Effects of Drought and Salinity on European Larch (Larix decidua Mill.) Seedlings
Faculty of Horticulture, University of Agricultural Sciences and Veterinary Medicine of Cluj-Napoca, 400372 Cluj-Napoca, Romania
Institute of Plant Molecular and Cell Biology (IBMCP, UPV-CSIC), Universitat Politècnica de València, Camino de Vera s/n, 46022 Valencia, Spain
The New Zealand Institute for Plant & Food Research, Auckland 1025, New Zealand
Institute for Conservation and Improvement of Valencian Agrodiversity, Universitat Politècnica de València, Camino de Vera s/n, 46022 Valencia, Spain
Mediterranean Agroforestry Institute, Universitat Politècnica de València, Camino de Vera s/n, 46022 Valencia, Spain
Author to whom correspondence should be addressed.
Forests 2018, 9(6), 320; https://doi.org/10.3390/f9060320
Received: 16 April 2018 / Revised: 8 May 2018 / Accepted: 31 May 2018 / Published: 4 June 2018
(This article belongs to the Section Forest Ecophysiology and Biology)
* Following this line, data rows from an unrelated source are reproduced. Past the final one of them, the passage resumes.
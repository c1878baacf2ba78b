use chrono::{DateTime, Utc};

use crate::core::error::Result;
use crate::core::types::PhraseRecord;

/// One page of the phrase corpus, keyset-paginated by phrase.
#[derive(Debug, Clone)]
pub struct PhrasePage {
    pub records: Vec<PhraseRecord>,
    /// Cursor to pass back for the next page; None when exhausted.
    pub next_cursor: Option<String>,
}

/// The persistent key -> count store behind the service. Backed by a
/// relational table in production; this crate ships an in-memory and an
/// embedded file implementation.
///
/// Contract: `upsert_batch` is atomic (all rows or none) and counts are
/// monotonically non-decreasing except through admin removal. Every call is
/// expected to bound its own latency; transient failures surface as
/// `PersistenceUnavailable` and are retried by the ingestion flusher.
pub trait PhraseStore: Send + Sync {
    /// Pages through all non-filtered phrases in phrase order. Malformed
    /// rows are logged and skipped, never surfaced.
    fn load_page(&self, cursor: Option<&str>, batch: usize) -> Result<PhrasePage>;

    /// Adds each delta to its phrase's count (inserting at the delta when
    /// absent) and stamps last-updated, in one transaction.
    fn upsert_batch(&self, deltas: &[(String, u64)], now: DateTime<Utc>) -> Result<()>;

    fn get(&self, phrase: &str) -> Result<Option<PhraseRecord>>;

    /// Marks a phrase filtered, creating a zero-count row when absent.
    fn add_filtered(&self, phrase: &str, reason: &str) -> Result<()>;

    /// Clears the filtered flag. `NotFound` when the phrase is not filtered.
    fn remove_filtered(&self, phrase: &str) -> Result<()>;

    fn list_filtered(&self) -> Result<Vec<String>>;

    /// Total stored phrases, filtered ones included.
    fn phrase_count(&self) -> Result<usize>;
}
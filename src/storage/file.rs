use chrono::{DateTime, Utc};
use parking_lot::Mutex;
use serde::{Deserialize, Serialize};
use std::collections::{BTreeMap, HashMap};
use std::fs::{self, File, OpenOptions};
use std::io::{Read, Write};
use std::ops::Bound;
use std::path::{Path, PathBuf};
use tracing::warn;

use crate::core::error::{Error, Result};
use crate::core::types::PhraseRecord;
use crate::storage::store::{PhrasePage, PhraseStore};

const SNAPSHOT_FILE: &str = "phrases.snap";
const LOG_FILE: &str = "phrases.log";

/// Embedded `PhraseStore`: an LZ4-compressed snapshot plus an append-only
/// record log, each record framed as length + CRC32 + bincode payload. The
/// log is replayed over the snapshot at open and folded back in by
/// `compact`. A flush batch is one log record, so recovery is all-or-nothing
/// per batch.
pub struct FileStore {
    dir: PathBuf,
    inner: Mutex<FileInner>,
}

struct FileInner {
    phrases: BTreeMap<String, PhraseRecord>,
    reasons: HashMap<String, String>,
    log: File,
    log_records: usize,
}

#[derive(Debug, Serialize, Deserialize)]
enum LogRecord {
    Upserts {
        deltas: Vec<(String, u64)>,
        timestamp: DateTime<Utc>,
    },
    Filter {
        phrase: String,
        reason: String,
    },
    Unfilter {
        phrase: String,
    },
}

#[derive(Debug, Default, Serialize, Deserialize)]
struct Snapshot {
    records: Vec<PhraseRecord>,
    reasons: Vec<(String, String)>,
}

impl FileStore {
    pub fn open(dir: impl AsRef<Path>) -> Result<Self> {
        let dir = dir.as_ref().to_path_buf();
        fs::create_dir_all(&dir)?;

        let mut phrases = BTreeMap::new();
        let mut reasons = HashMap::new();

        let snap_path = dir.join(SNAPSHOT_FILE);
        if snap_path.exists() {
            let snapshot = read_snapshot(&snap_path)?;
            for r in snapshot.records {
                phrases.insert(r.phrase.clone(), r);
            }
            reasons.extend(snapshot.reasons);
        }

        let log_path = dir.join(LOG_FILE);
        let (replayed, valid_len) = replay_log(&log_path, &mut phrases, &mut reasons)?;
        if log_path.exists() {
            let file = OpenOptions::new().write(true).open(&log_path)?;
            // Drop any torn tail so later appends start on a record boundary.
            file.set_len(valid_len)?;
        }

        let log = OpenOptions::new()
            .create(true)
            .append(true)
            .open(&log_path)?;

        let store = FileStore {
            dir,
            inner: Mutex::new(FileInner {
                phrases,
                reasons,
                log,
                log_records: replayed,
            }),
        };
        if replayed > 0 {
            store.compact()?;
        }
        Ok(store)
    }

    /// Folds the log into a fresh snapshot (temp file + atomic rename) and
    /// truncates the log.
    pub fn compact(&self) -> Result<()> {
        let mut inner = self.inner.lock();
        let snapshot = Snapshot {
            records: inner.phrases.values().cloned().collect(),
            reasons: inner.reasons.iter().map(|(k, v)| (k.clone(), v.clone())).collect(),
        };

        let payload = bincode::serialize(&snapshot)?;
        let compressed = lz4_flex::compress_prepend_size(&payload);
        let mut out = Vec::with_capacity(compressed.len() + 4);
        out.extend_from_slice(&crc32fast::hash(&compressed).to_le_bytes());
        out.extend_from_slice(&compressed);

        let tmp = self.dir.join(format!("{}.tmp", SNAPSHOT_FILE));
        fs::write(&tmp, &out)?;
        fs::rename(&tmp, self.dir.join(SNAPSHOT_FILE))?;

        let log = OpenOptions::new()
            .create(true)
            .write(true)
            .truncate(true)
            .open(self.dir.join(LOG_FILE))?;
        drop(log);
        inner.log = OpenOptions::new()
            .create(true)
            .append(true)
            .open(self.dir.join(LOG_FILE))?;
        inner.log_records = 0;
        Ok(())
    }

    pub fn log_records(&self) -> usize {
        self.inner.lock().log_records
    }

    fn append(inner: &mut FileInner, record: &LogRecord) -> Result<()> {
        let payload = bincode::serialize(record)?;
        let mut frame = Vec::with_capacity(payload.len() + 8);
        frame.extend_from_slice(&(payload.len() as u32).to_le_bytes());
        frame.extend_from_slice(&crc32fast::hash(&payload).to_le_bytes());
        frame.extend_from_slice(&payload);
        inner
            .log
            .write_all(&frame)
            .and_then(|_| inner.log.sync_data())
            .map_err(|e| Error::persistence(format!("log append failed: {}", e)))?;
        inner.log_records += 1;
        Ok(())
    }
}

fn read_snapshot(path: &Path) -> Result<Snapshot> {
    let bytes = fs::read(path)?;
    if bytes.len() < 4 {
        return Err(Error::new(
            crate::core::error::ErrorKind::Parse,
            format!("snapshot {:?} is truncated", path),
        ));
    }
    let stored_crc = u32::from_le_bytes([bytes[0], bytes[1], bytes[2], bytes[3]]);
    let compressed = &bytes[4..];
    if crc32fast::hash(compressed) != stored_crc {
        return Err(Error::new(
            crate::core::error::ErrorKind::Parse,
            format!("snapshot {:?} fails checksum", path),
        ));
    }
    let payload = lz4_flex::decompress_size_prepended(compressed).map_err(|e| {
        Error::new(
            crate::core::error::ErrorKind::Parse,
            format!("snapshot decompression failed: {}", e),
        )
    })?;
    Ok(bincode::deserialize(&payload)?)
}

/// Replays framed records until the file ends or a frame fails its length or
/// checksum check. Returns the record count and the byte offset of the last
/// valid frame; everything past it is a torn tail.
fn replay_log(
    path: &Path,
    phrases: &mut BTreeMap<String, PhraseRecord>,
    reasons: &mut HashMap<String, String>,
) -> Result<(usize, u64)> {
    if !path.exists() {
        return Ok((0, 0));
    }
    let mut file = File::open(path)?;
    let mut bytes = Vec::new();
    file.read_to_end(&mut bytes)?;

    let mut offset = 0usize;
    let mut replayed = 0usize;
    while offset + 8 <= bytes.len() {
        let len = u32::from_le_bytes(bytes[offset..offset + 4].try_into().unwrap()) as usize;
        let crc = u32::from_le_bytes(bytes[offset + 4..offset + 8].try_into().unwrap());
        let start = offset + 8;
        if start + len > bytes.len() {
            break;
        }
        let payload = &bytes[start..start + len];
        if crc32fast::hash(payload) != crc {
            break;
        }
        let record: LogRecord = match bincode::deserialize(payload) {
            Ok(r) => r,
            Err(e) => {
                warn!(error = %e, offset, "skipping undecodable log record");
                offset = start + len;
                continue;
            }
        };
        apply_record(record, phrases, reasons);
        replayed += 1;
        offset = start + len;
    }
    if offset < bytes.len() {
        warn!(
            discarded = bytes.len() - offset,
            "discarding torn tail of phrase log"
        );
    }
    Ok((replayed, offset as u64))
}

fn apply_record(
    record: LogRecord,
    phrases: &mut BTreeMap<String, PhraseRecord>,
    reasons: &mut HashMap<String, String>,
) {
    match record {
        LogRecord::Upserts { deltas, timestamp } => {
            for (phrase, delta) in deltas {
                let record = phrases
                    .entry(phrase.clone())
                    .or_insert_with(|| PhraseRecord::new(phrase, 0, timestamp));
                record.count += delta;
                record.last_updated = timestamp;
            }
        }
        LogRecord::Filter { phrase, reason } => {
            let now = Utc::now();
            let record = phrases
                .entry(phrase.clone())
                .or_insert_with(|| PhraseRecord::new(phrase.clone(), 0, now));
            record.filtered = true;
            reasons.insert(phrase, reason);
        }
        LogRecord::Unfilter { phrase } => {
            if let Some(record) = phrases.get_mut(&phrase) {
                record.filtered = false;
            }
            reasons.remove(&phrase);
        }
    }
}

impl PhraseStore for FileStore {
    fn load_page(&self, cursor: Option<&str>, batch: usize) -> Result<PhrasePage> {
        let inner = self.inner.lock();
        let range = match cursor {
            Some(c) => inner
                .phrases
                .range::<str, _>((Bound::Excluded(c), Bound::Unbounded)),
            None => inner.phrases.range::<str, _>(..),
        };
        let records: Vec<PhraseRecord> = range
            .filter(|(_, r)| !r.filtered)
            .take(batch)
            .map(|(_, r)| r.clone())
            .collect();
        let next_cursor = if records.len() == batch {
            records.last().map(|r| r.phrase.clone())
        } else {
            None
        };
        Ok(PhrasePage {
            records,
            next_cursor,
        })
    }

    fn upsert_batch(&self, deltas: &[(String, u64)], now: DateTime<Utc>) -> Result<()> {
        let mut inner = self.inner.lock();
        FileStore::append(
            &mut inner,
            &LogRecord::Upserts {
                deltas: deltas.to_vec(),
                timestamp: now,
            },
        )?;
        for (phrase, delta) in deltas {
            let record = inner
                .phrases
                .entry(phrase.clone())
                .or_insert_with(|| PhraseRecord::new(phrase.clone(), 0, now));
            record.count += delta;
            record.last_updated = now;
        }
        Ok(())
    }

    fn get(&self, phrase: &str) -> Result<Option<PhraseRecord>> {
        Ok(self.inner.lock().phrases.get(phrase).cloned())
    }

    fn add_filtered(&self, phrase: &str, reason: &str) -> Result<()> {
        let mut inner = self.inner.lock();
        FileStore::append(
            &mut inner,
            &LogRecord::Filter {
                phrase: phrase.to_string(),
                reason: reason.to_string(),
            },
        )?;
        let inner = &mut *inner;
        let now = Utc::now();
        let record = inner
            .phrases
            .entry(phrase.to_string())
            .or_insert_with(|| PhraseRecord::new(phrase.to_string(), 0, now));
        record.filtered = true;
        inner.reasons.insert(phrase.to_string(), reason.to_string());
        Ok(())
    }

    fn remove_filtered(&self, phrase: &str) -> Result<()> {
        let mut inner = self.inner.lock();
        match inner.phrases.get(phrase) {
            Some(record) if record.filtered => {}
            _ => return Err(Error::not_found(format!("{:?} is not filtered", phrase))),
        }
        FileStore::append(
            &mut inner,
            &LogRecord::Unfilter {
                phrase: phrase.to_string(),
            },
        )?;
        let inner = &mut *inner;
        if let Some(record) = inner.phrases.get_mut(phrase) {
            record.filtered = false;
        }
        inner.reasons.remove(phrase);
        Ok(())
    }

    fn list_filtered(&self) -> Result<Vec<String>> {
        Ok(self
            .inner
            .lock()
            .phrases
            .values()
            .filter(|r| r.filtered)
            .map(|r| r.phrase.clone())
            .collect())
    }

    fn phrase_count(&self) -> Result<usize> {
        Ok(self.inner.lock().phrases.len())
    }
}
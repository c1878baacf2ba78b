use std::hash::{Hash, Hasher};
use std::sync::Arc;
use std::sync::atomic::{AtomicUsize, Ordering};
use std::time::Duration;
use tracing::warn;

use crate::cache::shared::SharedCache;
use crate::core::error::Result;
use crate::core::types::Suggestion;

/// Keys scanned per prefix during pattern invalidation. The scan is a
/// bounded approximation; anything missed ages out with the TTL.
const INVALIDATION_SCAN: usize = 512;

/// Prefix -> ranked-list cache on top of the shared cache. The key folds in
/// everything that changes the result: prefix, limit, fuzzy flag, and a
/// small user bucket so personalization stays cacheable without giving every
/// user a private slot.
pub struct SuggestionCache {
    cache: Arc<dyn SharedCache>,
    ttl: Duration,
    user_buckets: u64,
    hit_count: AtomicUsize,
    miss_count: AtomicUsize,
}

#[derive(Debug, Clone, serde::Serialize, serde::Deserialize)]
pub struct SuggestionCacheStats {
    pub hit_count: usize,
    pub miss_count: usize,
}

impl SuggestionCacheStats {
    pub fn hit_rate(&self) -> f64 {
        let total = self.hit_count + self.miss_count;
        if total == 0 {
            0.0
        } else {
            self.hit_count as f64 / total as f64
        }
    }
}

impl SuggestionCache {
    pub fn new(cache: Arc<dyn SharedCache>, ttl_s: u64, user_buckets: u64) -> Self {
        SuggestionCache {
            cache,
            ttl: Duration::from_secs(ttl_s),
            user_buckets,
            hit_count: AtomicUsize::new(0),
            miss_count: AtomicUsize::new(0),
        }
    }

    pub fn key(&self, prefix: &str, limit: usize, fuzzy: bool, user_id: Option<&str>) -> String {
        format!(
            "sugg:{}:{}:{}:{}",
            prefix,
            limit,
            fuzzy,
            self.user_bucket(user_id)
        )
    }

    fn user_bucket(&self, user_id: Option<&str>) -> u64 {
        match user_id {
            Some(id) => {
                let mut hasher = std::collections::hash_map::DefaultHasher::new();
                id.hash(&mut hasher);
                hasher.finish() % self.user_buckets
            }
            None => 0,
        }
    }

    pub fn get(&self, key: &str) -> Result<Option<Vec<Suggestion>>> {
        match self.cache.get(key)? {
            Some(raw) => match serde_json::from_str(&raw) {
                Ok(list) => {
                    self.hit_count.fetch_add(1, Ordering::Relaxed);
                    Ok(Some(list))
                }
                Err(e) => {
                    // A stale or foreign payload reads as a miss.
                    warn!(key, error = %e, "dropping undecodable suggestion cache entry");
                    self.cache.delete(key)?;
                    self.miss_count.fetch_add(1, Ordering::Relaxed);
                    Ok(None)
                }
            },
            None => {
                self.miss_count.fetch_add(1, Ordering::Relaxed);
                Ok(None)
            }
        }
    }

    pub fn put(&self, key: &str, suggestions: &[Suggestion]) -> Result<()> {
        let raw = serde_json::to_string(suggestions)?;
        self.cache.set(key, &raw, Some(self.ttl))
    }

    /// Deletes every cached result whose prefix is a prefix of (or equal to)
    /// the touched phrase: the set of entries whose top-K could contain it.
    pub fn invalidate_phrase(&self, phrase: &str) {
        let prefixes: Vec<String> = phrase
            .char_indices()
            .map(|(i, c)| phrase[..i + c.len_utf8()].to_string())
            .collect();
        self.invalidate_prefixes(&prefixes);
    }

    /// Deletes cached results keyed by exactly these prefixes (as reported
    /// by a top-K recomputation). Best-effort: a cache outage only costs
    /// freshness within one TTL.
    pub fn invalidate_prefixes(&self, prefixes: &[String]) {
        for prefix in prefixes {
            if prefix.is_empty() {
                continue;
            }
            let pattern = format!("sugg:{}:", prefix);
            let keys = match self.cache.keys_with_prefix(&pattern, INVALIDATION_SCAN) {
                Ok(keys) => keys,
                Err(e) => {
                    warn!(prefix, error = %e, "suggestion cache scan failed");
                    continue;
                }
            };
            for key in keys {
                if let Err(e) = self.cache.delete(&key) {
                    warn!(key, error = %e, "suggestion cache delete failed");
                }
            }
        }
    }

    /// Drops the entire suggestion keyspace (admin clear-cache, rebuild).
    pub fn clear(&self) {
        loop {
            let keys = match self.cache.keys_with_prefix("sugg:", INVALIDATION_SCAN) {
                Ok(keys) => keys,
                Err(e) => {
                    warn!(error = %e, "suggestion cache clear failed");
                    return;
                }
            };
            if keys.is_empty() {
                return;
            }
            for key in keys {
                if self.cache.delete(&key).is_err() {
                    return;
                }
            }
        }
    }

    pub fn stats(&self) -> SuggestionCacheStats {
        SuggestionCacheStats {
            hit_count: self.hit_count.load(Ordering::Relaxed),
            miss_count: self.miss_count.load(Ordering::Relaxed),
        }
    }
}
Larix decidua, the European larch, is not normally affected by drought or salinity in its natural habitats, but it may be when grown as an ornamental tree, by the widespread practice of winter de-icing of mountain roads with NaCl, and because of global warming-induced environmental changes. The responses of two-month-old larch seedlings to 30 days water deficit (withholding irrigation) or salt stress (150 mM NaCl) treatments were studied by determining stress-induced changes in several growth parameters and biochemical markers (ion and osmolyte contents, level of oxidative stress, activation of enzymatic and non-enzymatic antioxidant systems). Both treatments caused the inhibition of growth, degradation of photosynthetic pigments, a small increase in malondialdehyde (MDA, an oxidative stress biomarker), and the activation of antioxidant enzymes: superoxide dismutase (SOD), catalase (CAT), ascorbate peroxidase (APX), and glutathione reductase (GR). In all cases, salinity appeared to have stronger effects on the seedlings than water deficit. The presence of relatively high concentrations of glycine betaine, both in control and stressed plants, may represent a constitutive mechanism of defence against stress in European larch. Additionally, other responses were specific for salt stress and included the activation of K+ transport from roots to shoots and the accumulation of Pro as an osmoprotectant.